Saturday, February 15
Clarenceux did not speak as he closed the door to his bedchamber for the last time, nor as he walked through the house to his study. He said nothing as he checked the kitchen and the buttery. Only when he came back up to the hall and saw Thomas and Alice did he utter the few words, “Let us go,” before leading them down to the front of the house, locking the door, and taking Brutus’s reins from Fyndern. His silence continued as they rode toward Thame—he in front, Thomas a short distance behind him, Fyndern and Alice at the back. Every so often he would check to make sure they had not fallen behind; then he would nod and continue.
They reached Chipping Wycombe late in the afternoon and settled at an inn. Still Clarenceux did not speak. He sat in his chamber by himself, staring out of the open window. After it was dark he sat in a wooden chair with a tankard of beer that Thomas brought up for him. He said he was not hungry. Thomas ate in the hall, sitting apart from Fyndern and Alice, leaving them to their conversation and flirtation. It was long after dark when he went back to the chamber to check on his master.
Clarenceux was still sitting in the same chair when Thomas walked in, carrying a candle. He set it down on the table.

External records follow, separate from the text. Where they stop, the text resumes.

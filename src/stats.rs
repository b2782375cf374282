//! Decode statistics
//!
//! Lock-free counters shared by every caller of a decoder run.

use crate::error::DecodeError;
use std::sync::atomic::{AtomicU64, Ordering};

/// Counters for one run (decoded, failed by kind, payload bytes)
#[derive(Debug, Default)]
pub struct Stats {
    decoded: AtomicU64,
    empty: AtomicU64,
    unknown_format: AtomicU64,
    truncated: AtomicU64,
    invalid_input: AtomicU64,
    bytes: AtomicU64,
}

/// Point-in-time copy of `Stats`
#[derive(Debug, Clone, Copy, PartialEq, Eq, Default)]
pub struct Snapshot {
    pub decoded: u64,
    pub empty: u64,
    pub unknown_format: u64,
    pub truncated: u64,
    pub invalid_input: u64,
    pub bytes: u64,
}

impl Snapshot {
    pub fn failed(&self) -> u64 {
        self.empty + self.unknown_format + self.truncated + self.invalid_input
    }
}

impl Stats {
    pub fn new() -> Self {
        Self::default()
    }

    #[inline]
    pub fn record_decoded(&self, payload_len: usize) {
        self.decoded.fetch_add(1, Ordering::Relaxed);
        self.bytes.fetch_add(payload_len as u64, Ordering::Relaxed);
    }

    #[inline]
    pub fn record_failed(&self, error: &DecodeError) {
        let counter = match error {
            DecodeError::EmptyBuffer => &self.empty,
            DecodeError::UnknownFormat { .. } => &self.unknown_format,
            DecodeError::TruncatedBuffer { .. } => &self.truncated,
        };
        counter.fetch_add(1, Ordering::Relaxed);
    }

    /// Line that never reached the decoder
    #[inline]
    pub fn record_invalid_input(&self) {
        self.invalid_input.fetch_add(1, Ordering::Relaxed);
    }

    pub fn snapshot(&self) -> Snapshot {
        Snapshot {
            decoded: self.decoded.load(Ordering::Relaxed),
            empty: self.empty.load(Ordering::Relaxed),
            unknown_format: self.unknown_format.load(Ordering::Relaxed),
            truncated: self.truncated.load(Ordering::Relaxed),
            invalid_input: self.invalid_input.load(Ordering::Relaxed),
            bytes: self.bytes.load(Ordering::Relaxed),
        }
    }
}

#[cfg(test)]
mod tests {
    use super::*;
    use std::sync::Arc;

    #[test]
    fn test_counts_by_kind() {
        let stats = Stats::new();
        stats.record_decoded(4);
        stats.record_decoded(17);
        stats.record_failed(&DecodeError::UnknownFormat {
            port: None,
            code: 0x99,
        });
        stats.record_failed(&DecodeError::TruncatedBuffer {
            field: "p",
            offset: 6,
            needed: 2,
            available: 0,
        });
        stats.record_invalid_input();

        let snap = stats.snapshot();
        assert_eq!(snap.decoded, 2);
        assert_eq!(snap.bytes, 21);
        assert_eq!(snap.unknown_format, 1);
        assert_eq!(snap.truncated, 1);
        assert_eq!(snap.invalid_input, 1);
        assert_eq!(snap.empty, 0);
        assert_eq!(snap.failed(), 3);
    }

    #[test]
    fn test_empty_payload_is_not_truncation() {
        let stats = Stats::new();
        stats.record_failed(&DecodeError::EmptyBuffer);

        let snap = stats.snapshot();
        assert_eq!(snap.empty, 1);
        assert_eq!(snap.truncated, 0);
        assert_eq!(snap.failed(), 1);
    }

    #[test]
    fn test_shared_across_threads() {
        let stats = Arc::new(Stats::new());
        let handles: Vec<_> = (0..4)
            .map(|_| {
                let stats = Arc::clone(&stats);
                std::thread::spawn(move || {
                    for _ in 0..100 {
                        stats.record_decoded(2);
                    }
                })
            })
            .collect();
        for handle in handles {
            handle.join().unwrap();
        }

        assert_eq!(stats.snapshot().decoded, 400);
        assert_eq!(stats.snapshot().bytes, 800);
    }
}
//! Line-by-line decode loop
//!
//! Parses each input line, decodes it, and writes one JSON report per
//! payload. A bad line is logged and counted; it never stops the run.

use crate::decoder::Decoder;
use crate::input;
use crate::report::Reporter;
use crate::stats::Stats;
use anyhow::{Context, Result};
use chrono::Utc;
use std::io::{BufRead, Write};
use tracing::warn;

/// Output options for one run
#[derive(Debug, Clone, Default)]
pub struct RunOptions {
    /// Port for lines without one
    pub default_port: Option<u8>,
    /// Device EUI attached to every report
    pub device: Option<String>,
    pub pretty: bool,
}

pub struct Runner {
    decoder: Decoder,
    reporter: Reporter,
    options: RunOptions,
    stats: Stats,
}

impl Runner {
    pub fn new(decoder: Decoder, reporter: Reporter, options: RunOptions) -> Self {
        Self {
            decoder,
            reporter,
            options,
            stats: Stats::new(),
        }
    }

    pub fn stats(&self) -> &Stats {
        &self.stats
    }

    /// Decode every non-comment line of `reader`
    pub fn run_reader(&self, reader: impl BufRead, out: &mut impl Write) -> Result<()> {
        for line in reader.lines() {
            let line = line.context("Failed to read input")?;
            if input::is_skippable(&line) {
                continue;
            }
            self.handle_line(&line, out)?;
        }
        Ok(())
    }

    /// Decode each given payload
    pub fn run_args(&self, payloads: &[String], out: &mut impl Write) -> Result<()> {
        for payload in payloads {
            self.handle_line(payload, out)?;
        }
        Ok(())
    }

    /// Decode one line; only output failures are returned as errors
    pub fn handle_line(&self, line: &str, out: &mut impl Write) -> Result<()> {
        let uplink = match input::parse_line(line) {
            Ok(uplink) => uplink.with_default_port(self.options.default_port),
            Err(e) => {
                warn!("{}", e);
                self.stats.record_invalid_input();
                return Ok(());
            }
        };

        let decoded = match self.decoder.decode(uplink.port, &uplink.payload) {
            Ok(decoded) => {
                self.stats.record_decoded(uplink.payload.len());
                decoded
            }
            Err(e) => {
                warn!(port = ?uplink.port, len = uplink.payload.len(), "{}", e);
                self.stats.record_failed(&e);
                return Ok(());
            }
        };

        let report = self.reporter.report(
            decoded,
            uplink.port,
            self.options.device.as_deref(),
            Utc::now(),
        );

        if self.options.pretty {
            serde_json::to_writer_pretty(&mut *out, &report)
        } else {
            serde_json::to_writer(&mut *out, &report)
        }
        .context("Failed to serialize report")?;
        writeln!(out).context("Failed to write report")?;
        Ok(())
    }
}

#[cfg(test)]
mod tests {
    use super::*;
    use crate::config::DeviceNames;
    use crate::format::Profile;

    fn runner(options: RunOptions) -> Runner {
        Runner::new(
            Decoder::builtin(Profile::Strict).unwrap(),
            Reporter::new(DeviceNames::default(), false),
            options,
        )
    }

    fn lines(out: &[u8]) -> Vec<serde_json::Value> {
        std::str::from_utf8(out)
            .unwrap()
            .lines()
            .map(|l| serde_json::from_str(l).unwrap())
            .collect()
    }

    #[test]
    fn test_one_report_per_payload() {
        let runner = runner(RunOptions::default());
        let mut out = Vec::new();

        let input = "# field vectors\n14 01 18 00\n\n2:01 F8 00\n";
        runner.run_reader(input.as_bytes(), &mut out).unwrap();

        let reports = lines(&out);
        assert_eq!(reports.len(), 2);
        assert_eq!(reports[0]["format"], "0x14");
        assert_eq!(reports[0]["fields"]["vBat"], 1.5);
        assert_eq!(reports[1]["format"], "port2");
        assert_eq!(reports[1]["port"], 2);
        assert_eq!(reports[1]["fields"]["vBat"], -0.5);
    }

    #[test]
    fn test_failures_are_counted_not_fatal() {
        let runner = runner(RunOptions::default());
        let mut out = Vec::new();

        let payloads = vec![
            "99 00".to_string(),
            "15 01 18".to_string(),
            "not hex".to_string(),
            "15 05 F8 00 42".to_string(),
        ];
        runner.run_args(&payloads, &mut out).unwrap();

        assert_eq!(lines(&out).len(), 1);
        let snap = runner.stats().snapshot();
        assert_eq!(snap.decoded, 1);
        assert_eq!(snap.unknown_format, 1);
        assert_eq!(snap.truncated, 1);
        assert_eq!(snap.invalid_input, 1);
    }

    #[test]
    fn test_default_port_selects_port_format() {
        let runner = runner(RunOptions {
            default_port: Some(3),
            device: Some("0002CC01".into()),
            pretty: false,
        });
        let mut out = Vec::new();

        // Flags 0x08: t = 25.0, rh = 100%
        runner.handle_line("08 19 00 FF FF", &mut out).unwrap();

        let reports = lines(&out);
        assert_eq!(reports[0]["format"], "port3");
        assert_eq!(reports[0]["fields"]["t"], 25.0);
        assert_eq!(reports[0]["fields"]["rh"], 100.0);
        assert_eq!(reports[0]["device"]["eui"], "0002CC01");
    }
}
//! Report shaping
//!
//! Wraps a decode result with reception time, device identity and port
//! into the JSON record written by the CLI. Device names come from the
//! injected `DeviceNames` directory.

use crate::codec::Fields;
use crate::config::DeviceNames;
use crate::decoder::Decoded;
use crate::format::Metadata;
use chrono::{DateTime, Utc};
use serde::Serialize;

/// Device identity as reported
#[derive(Debug, Clone, PartialEq, Serialize)]
pub struct Device {
    pub eui: String,
    #[serde(skip_serializing_if = "Option::is_none")]
    pub name: Option<String>,
}

/// One decoded uplink ready for output
#[derive(Debug, Clone, PartialEq, Serialize)]
#[serde(rename_all = "camelCase")]
pub struct Report {
    pub received_at: DateTime<Utc>,
    #[serde(skip_serializing_if = "Option::is_none")]
    pub device: Option<Device>,
    #[serde(skip_serializing_if = "Option::is_none")]
    pub port: Option<u8>,
    pub format: &'static str,
    pub consumed: usize,
    pub fields: Fields,
    #[serde(skip_serializing_if = "Option::is_none")]
    pub metadata: Option<Metadata>,
}

/// Builds reports with a fixed device directory and output options
#[derive(Debug, Clone)]
pub struct Reporter {
    devices: DeviceNames,
    include_metadata: bool,
}

impl Reporter {
    pub fn new(devices: DeviceNames, include_metadata: bool) -> Self {
        Self {
            devices,
            include_metadata,
        }
    }

    pub fn report(
        &self,
        decoded: Decoded,
        port: Option<u8>,
        device_eui: Option<&str>,
        received_at: DateTime<Utc>,
    ) -> Report {
        let device = device_eui.map(|eui| Device {
            eui: eui.to_string(),
            name: self.devices.resolve(eui).map(str::to_string),
        });

        Report {
            received_at,
            device,
            port,
            format: decoded.format,
            consumed: decoded.consumed,
            fields: decoded.fields,
            metadata: self.include_metadata.then_some(decoded.metadata),
        }
    }
}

“I didn’t think it would end like this,” said Clarenceux. “I recall my father in his last years, staying alive desperately. There was an occasion when a priest came to his house, and he asked my father to tell him about his life. My father responded by saying where he was born, and what the status of his father was, and where he had grown up and whom he had married. And then he started to talk about when he fell ill. Within four sentences he was describing his sickness. Where and when he first experienced each symptom, how much the symptoms hurt, which seasons and phases of the moon caused the most pain. What things he had had to give up doing and how he was managing despite his incapacities. Each subsequent sentence was more about his illness than him. He had become his illness. His body had become the church in which his illness worshipped.”
“That is not your fate.”
“I feel the same inward-looking desperation.”
“You have set yourself upon a path, but how you resolve it is still up to you. You can still turn off that path—you know that; you are still a free man.”
“The killings, Thomas—the spying, the fear. The hurt. I remember asking Henry Machyn whether, by taking his chronicle into my house, I was risking any danger to my family. He knew I was—but even he could not have imagined how much. And I remember him asking me why I was a Catholic. That is something that has been much on my mind recently; I suspect that it is about loyalty. The more I think about it, the more it strikes me that loyalty has been the driving force of my life and betrayal my greatest fear. My whole life as an antiquary and herald is about the truth, and loyalty to the truth, whether that be the truth of the past or now. The young can betray each other and they can turn against the past, but we must be loyal—to our wives and to our queen, and also to our God and to ourselves.”
“I think the young also have a sense of loyalty. Fyndern would follow Alice to the Gates of Hell, and maybe even a few steps further.”
“Love is not loyalty. Fyndern has the makings of a good man—but not if he slavishly follows his desires and allows himself to be manipulated. Alice is a little vixen; she has barely got a loyal bone in her body.”
There were many things Thomas wanted to say; among them that Clarenceux was a poor judge of young women for the simple reason that he distanced himself from them; and also that a woman like Alice could be just as devoted as a young man. He had noticed the looks the girl had cast toward Clarenceux. But the latter was clearly not in a mood to be argued with, so Thomas let the matter rest, and returned to the hall.
Much later, Fyndern had tried showing off his card skills to two travelers staying at the inn—but he was tipsy and made so many mistakes they were left distinctly unimpressed. They quickly beat a path to their chamber and left him alone with Thomas and Alice in the hall. Thomas urged him to go to bed but the boy wanted to stay up all night, he said, and drink with his friends.
“Go to bed,” commanded Clarenceux suddenly from the doorway, looking across the candlelit hall.
He was standing in his shirt and breeches with bare feet and no doublet, but his sword was at his belt. His hair, longer and more unkempt than it had ever been before, was now half-gray. His untrimmed beard was even more gray than his hair.
“Fyndern, tomorrow you will get little or no rest. You must sleep now.”
Fyndern got up from the table, unsure whether to trust his impulse to laugh at Clarenceux or his instinct to obey. He looked at Alice. “Mr. Clarenceux, you must not light that fire at the abbey,” he said with a slur to his voice. “You will die in the flames—and Alice will too.”
Clarenceux raised his voice. “Fyndern, go to bed now!”
The confidence of the beer vanished. Clarenceux stared at him as he bowed to Thomas and Alice and made his way past him, and went up to his chamber.
When he had gone, Clarenceux took a seat.
“Should we not all be going to bed?” asked Alice.
Clarenceux leaned on the table. “Yes,” he replied.
Alice said, “Good night,” and left.
Thomas looked at Clarenceux’s brooding face. “Don’t place any faith in what the boy says,” he told him. “He has no vision this evening. He made many mistakes with the cards.”